**WORK TASK:**
Print each line from the start of the records below up through the line where "pub const FED1_FIELDSET_SCALAR_NAME: Name" is found, exactly as given.
____
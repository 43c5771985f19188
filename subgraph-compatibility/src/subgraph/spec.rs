//! Definitions injected into subgraph schemas by the federation spec.
//!
//! Directive signatures are kept as SDL fragments; the type placeholders (`$FieldSet`, `$Scope`,
//! `$Policy`, `$ContextFieldValue`) are substituted with the names those types have in the
//! subgraph before the fragments are parsed.
use apollo_compiler::Name;
use apollo_compiler::name;

use crate::link::DEFAULT_IMPORT_SCALAR_NAME;
use crate::link::DEFAULT_LINK_NAME;
use crate::link::DEFAULT_PURPOSE_ENUM_NAME;
use crate::link::Link;
use crate::link::LinkError;
use crate::link::spec::Version;

pub const KEY_DIRECTIVE_NAME: Name = name!("key");
pub const FIELDSET_SCALAR_NAME: Name = name!("FieldSet");
pub const FED1_FIELDSET_SCALAR_NAME: Name = name!("_FieldSet");
pub const SCOPE_SCALAR_NAME: Name = name!("Scope");
pub const POLICY_SCALAR_NAME: Name = name!("Policy");
pub const CONTEXTFIELDVALUE_SCALAR_NAME: Name = name!("ContextFieldValue");

pub const ANY_SCALAR_NAME: Name = name!("_Any");
pub const ENTITY_UNION_NAME: Name = name!("_Entity");
pub const SERVICE_TYPE: Name = name!("_Service");

pub const SERVICE_SDL_QUERY: Name = name!("_service");
pub const ENTITIES_QUERY: Name = name!("_entities");

pub const SERVICE_TYPE_SDL: &str = "type _Service {\n  sdl: String\n}";
pub const SERVICE_SDL_FIELD: &str = "_service: _Service!";
pub const ENTITIES_FIELD: &str = "_entities(representations: [_Any!]!): [_Entity]!";

const MIN_FEDERATION_VERSION: Version = v(0);

const fn v(minor: u32) -> Version {
    Version { major: 2, minor }
}

/// A federation directive, available from `since` (inclusive) until `until` (exclusive) when the
/// signature changed in a later version.
struct DirectiveSpec {
    name: Name,
    since: Version,
    until: Option<Version>,
    signature: &'static str,
}

const ALL_LOCATIONS: &str = "FIELD_DEFINITION | OBJECT | INTERFACE | UNION | ARGUMENT_DEFINITION | SCALAR | ENUM | ENUM_VALUE | INPUT_OBJECT | INPUT_FIELD_DEFINITION";
const AUTH_LOCATIONS: &str = "FIELD_DEFINITION | OBJECT | INTERFACE | SCALAR | ENUM";

// Federation 1 subgraph libraries never declared `@key` repeatable, even though entities
// routinely carry several keys.
const FEDERATION_V1_DIRECTIVES: [(Name, &str); 6] = [
    (name!("external"), "on FIELD_DEFINITION"),
    (name!("requires"), "(fields: $FieldSet!) on FIELD_DEFINITION"),
    (name!("provides"), "(fields: $FieldSet!) on FIELD_DEFINITION"),
    (name!("key"), "(fields: $FieldSet!) on OBJECT | INTERFACE"),
    (name!("extends"), "on OBJECT | INTERFACE"),
    (
        name!("tag"),
        "(name: String!) repeatable on FIELD_DEFINITION | OBJECT | INTERFACE | UNION",
    ),
];

fn federation_v2_directives() -> Vec<DirectiveSpec> {
    let spec = |name: Name, since: Version, until: Option<Version>, signature: &'static str| {
        DirectiveSpec {
            name,
            since,
            until,
            signature,
        }
    };
    vec![
        spec(
            name!("key"),
            v(0),
            None,
            "(fields: $FieldSet!, resolvable: Boolean = true) repeatable on OBJECT | INTERFACE",
        ),
        spec(name!("requires"), v(0), None, "(fields: $FieldSet!) on FIELD_DEFINITION"),
        spec(name!("provides"), v(0), None, "(fields: $FieldSet!) on FIELD_DEFINITION"),
        spec(
            name!("external"),
            v(0),
            None,
            "(reason: String) on OBJECT | FIELD_DEFINITION",
        ),
        spec(
            name!("tag"),
            v(0),
            Some(v(3)),
            "(name: String!) repeatable on $ALL_LOCATIONS",
        ),
        spec(
            name!("tag"),
            v(3),
            None,
            "(name: String!) repeatable on $ALL_LOCATIONS | SCHEMA",
        ),
        spec(name!("extends"), v(0), None, "on OBJECT | INTERFACE"),
        spec(
            name!("shareable"),
            v(0),
            Some(v(2)),
            "on OBJECT | FIELD_DEFINITION",
        ),
        spec(
            name!("shareable"),
            v(2),
            None,
            "repeatable on OBJECT | FIELD_DEFINITION",
        ),
        spec(name!("inaccessible"), v(0), None, "on $ALL_LOCATIONS"),
        spec(
            name!("override"),
            v(0),
            Some(v(7)),
            "(from: String!) on FIELD_DEFINITION",
        ),
        spec(
            name!("override"),
            v(7),
            None,
            "(from: String!, label: String) on FIELD_DEFINITION",
        ),
        spec(
            name!("composeDirective"),
            v(1),
            None,
            "(name: String) repeatable on SCHEMA",
        ),
        spec(name!("interfaceObject"), v(3), None, "on OBJECT"),
        spec(name!("authenticated"), v(5), None, "on $AUTH_LOCATIONS"),
        spec(
            name!("requiresScopes"),
            v(5),
            None,
            "(scopes: [[$Scope!]!]!) on $AUTH_LOCATIONS",
        ),
        spec(
            name!("policy"),
            v(6),
            None,
            "(policies: [[$Policy!]!]!) on $AUTH_LOCATIONS",
        ),
        spec(
            name!("context"),
            v(8),
            None,
            "(name: String!) repeatable on INTERFACE | OBJECT | UNION",
        ),
        spec(
            name!("fromContext"),
            v(8),
            None,
            "(field: $ContextFieldValue) on ARGUMENT_DEFINITION",
        ),
        spec(
            name!("cost"),
            v(9),
            None,
            "(weight: Int!) on ARGUMENT_DEFINITION | ENUM | FIELD_DEFINITION | INPUT_FIELD_DEFINITION | OBJECT | SCALAR",
        ),
        spec(
            name!("listSize"),
            v(9),
            None,
            "(assumedSize: Int, slicingArguments: [String!], sizedFields: [String!], requireOneSlicingArgument: Boolean = true) on FIELD_DEFINITION",
        ),
    ]
}

/// Scalars of the federation spec, with the version introducing them.
const FEDERATION_V2_SCALARS: [(Name, Version); 4] = [
    (FIELDSET_SCALAR_NAME, v(0)),
    (SCOPE_SCALAR_NAME, v(5)),
    (POLICY_SCALAR_NAME, v(6)),
    (CONTEXTFIELDVALUE_SCALAR_NAME, v(8)),
];

/// The federation definitions a subgraph is expected to have, named the way the subgraph
/// refers to them.
#[derive(Debug)]
pub struct FederationSpecDefinitions {
    /// `None` for federation 1 subgraphs, which do not `@link` the federation spec.
    link: Option<Link>,
}

impl FederationSpecDefinitions {
    pub fn fed1() -> Self {
        Self { link: None }
    }

    /// Definitions for a federation `@link`, which must be a 2.x version.
    pub fn from_link(link: Link) -> Result<Self, LinkError> {
        if !link.url.version.satisfies(&MIN_FEDERATION_VERSION) {
            return Err(LinkError::BootstrapError(format!(
                "{} does not use a supported federation spec version",
                link.url
            )));
        }
        Ok(Self { link: Some(link) })
    }

    pub fn version(&self) -> Option<&Version> {
        self.link.as_ref().map(|link| &link.url.version)
    }

    pub fn is_fed2(&self) -> bool {
        self.link.is_some()
    }

    pub fn directive_name_in_schema(&self, name: &Name) -> Name {
        match &self.link {
            Some(link) => link.directive_name_in_schema(name),
            None => name.clone(),
        }
    }

    pub fn type_name_in_schema(&self, name: &Name) -> Name {
        match &self.link {
            Some(link) => link.type_name_in_schema(name),
            None if *name == FIELDSET_SCALAR_NAME => FED1_FIELDSET_SCALAR_NAME,
            None => name.clone(),
        }
    }

    pub fn key_directive_name(&self) -> Name {
        self.directive_name_in_schema(&KEY_DIRECTIVE_NAME)
    }

    /// Scalar names defined by this version of the spec, as named in the subgraph.
    pub fn scalar_names(&self) -> Vec<Name> {
        match self.version() {
            Some(version) => FEDERATION_V2_SCALARS
                .iter()
                .filter(|(_, since)| version >= since)
                .map(|(name, _)| self.type_name_in_schema(name))
                .collect(),
            None => vec![FED1_FIELDSET_SCALAR_NAME],
        }
    }

    /// Directive definitions of this version of the spec as `(name in schema, SDL)` pairs.
    pub fn directive_definitions(&self) -> Vec<(Name, String)> {
        let signatures: Vec<(Name, &str)> = match self.version() {
            Some(version) => federation_v2_directives()
                .into_iter()
                .filter(|spec| {
                    *version >= spec.since && spec.until.is_none_or(|until| *version < until)
                })
                .map(|spec| (spec.name, spec.signature))
                .collect(),
            None => FEDERATION_V1_DIRECTIVES.to_vec(),
        };
        signatures
            .into_iter()
            .map(|(name, signature)| {
                let name_in_schema = self.directive_name_in_schema(&name);
                let sdl = format!(
                    "directive @{name_in_schema}{}{}",
                    if signature.starts_with('(') { "" } else { " " },
                    self.substitute(signature)
                );
                (name_in_schema, sdl)
            })
            .collect()
    }

    fn substitute(&self, signature: &str) -> String {
        signature
            .replace("$ALL_LOCATIONS", ALL_LOCATIONS)
            .replace("$AUTH_LOCATIONS", AUTH_LOCATIONS)
            .replace("$FieldSet", &self.type_name_in_schema(&FIELDSET_SCALAR_NAME))
            .replace("$Scope", &self.type_name_in_schema(&SCOPE_SCALAR_NAME))
            .replace("$Policy", &self.type_name_in_schema(&POLICY_SCALAR_NAME))
            .replace(
                "$ContextFieldValue",
                &self.type_name_in_schema(&CONTEXTFIELDVALUE_SCALAR_NAME),
            )
    }
}

/// Definitions of the `@link` spec itself, needed once a subgraph uses `@link`.
#[derive(Debug)]
pub struct LinkSpecDefinitions {
    import_scalar_name: Name,
    purpose_enum_name: Name,
}

impl Default for LinkSpecDefinitions {
    fn default() -> Self {
        Self {
            import_scalar_name: Name::new_unchecked(&format!(
                "{DEFAULT_LINK_NAME}__{DEFAULT_IMPORT_SCALAR_NAME}"
            )),
            purpose_enum_name: Name::new_unchecked(&format!(
                "{DEFAULT_LINK_NAME}__{DEFAULT_PURPOSE_ENUM_NAME}"
            )),
        }
    }
}

impl LinkSpecDefinitions {
    /// Names as imported by an explicit `@link` to the link spec.
    pub fn new(link: &Link) -> Self {
        Self {
            import_scalar_name: link.type_name_in_schema(&DEFAULT_IMPORT_SCALAR_NAME),
            purpose_enum_name: link.type_name_in_schema(&DEFAULT_PURPOSE_ENUM_NAME),
        }
    }

    pub fn import_scalar_name(&self) -> &Name {
        &self.import_scalar_name
    }

    pub fn purpose_enum_name(&self) -> &Name {
        &self.purpose_enum_name
    }

    pub fn link_directive_definition(&self) -> String {
        format!(
            "directive @{DEFAULT_LINK_NAME}(url: String, as: String, for: {}, import: [{}]) repeatable on SCHEMA",
            self.purpose_enum_name, self.import_scalar_name
        )
    }

    pub fn purpose_enum_definition(&self) -> String {
        format!(
            r#"enum {} {{
  """
  `SECURITY` features provide metadata necessary to securely resolve fields.
  """
  SECURITY
  """
  `EXECUTION` features provide metadata necessary for operation execution.
  """
  EXECUTION
}}"#,
            self.purpose_enum_name
        )
    }
}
____
**SOLVED EXERCISE:**
repository 43c5771985f19188
filename subgraph-compatibility/src/subgraph/spec.rs
//! Definitions injected into subgraph schemas by the federation spec.
//!
//! Directive signatures are kept as SDL fragments; the type placeholders (`$FieldSet`, `$Scope`,
//! `$Policy`, `$ContextFieldValue`) are substituted with the names those types have in the
//! subgraph before the fragments are parsed.
use apollo_compiler::Name;
use apollo_compiler::name;

use crate::link::DEFAULT_IMPORT_SCALAR_NAME;
use crate::link::DEFAULT_LINK_NAME;
use crate::link::DEFAULT_PURPOSE_ENUM_NAME;
use crate::link::Link;
use crate::link::LinkError;
use crate::link::spec::Version;

pub const KEY_DIRECTIVE_NAME: Name = name!("key");
pub const FIELDSET_SCALAR_NAME: Name = name!("FieldSet");
pub const FED1_FIELDSET_SCALAR_NAME: Name = name!("_FieldSet");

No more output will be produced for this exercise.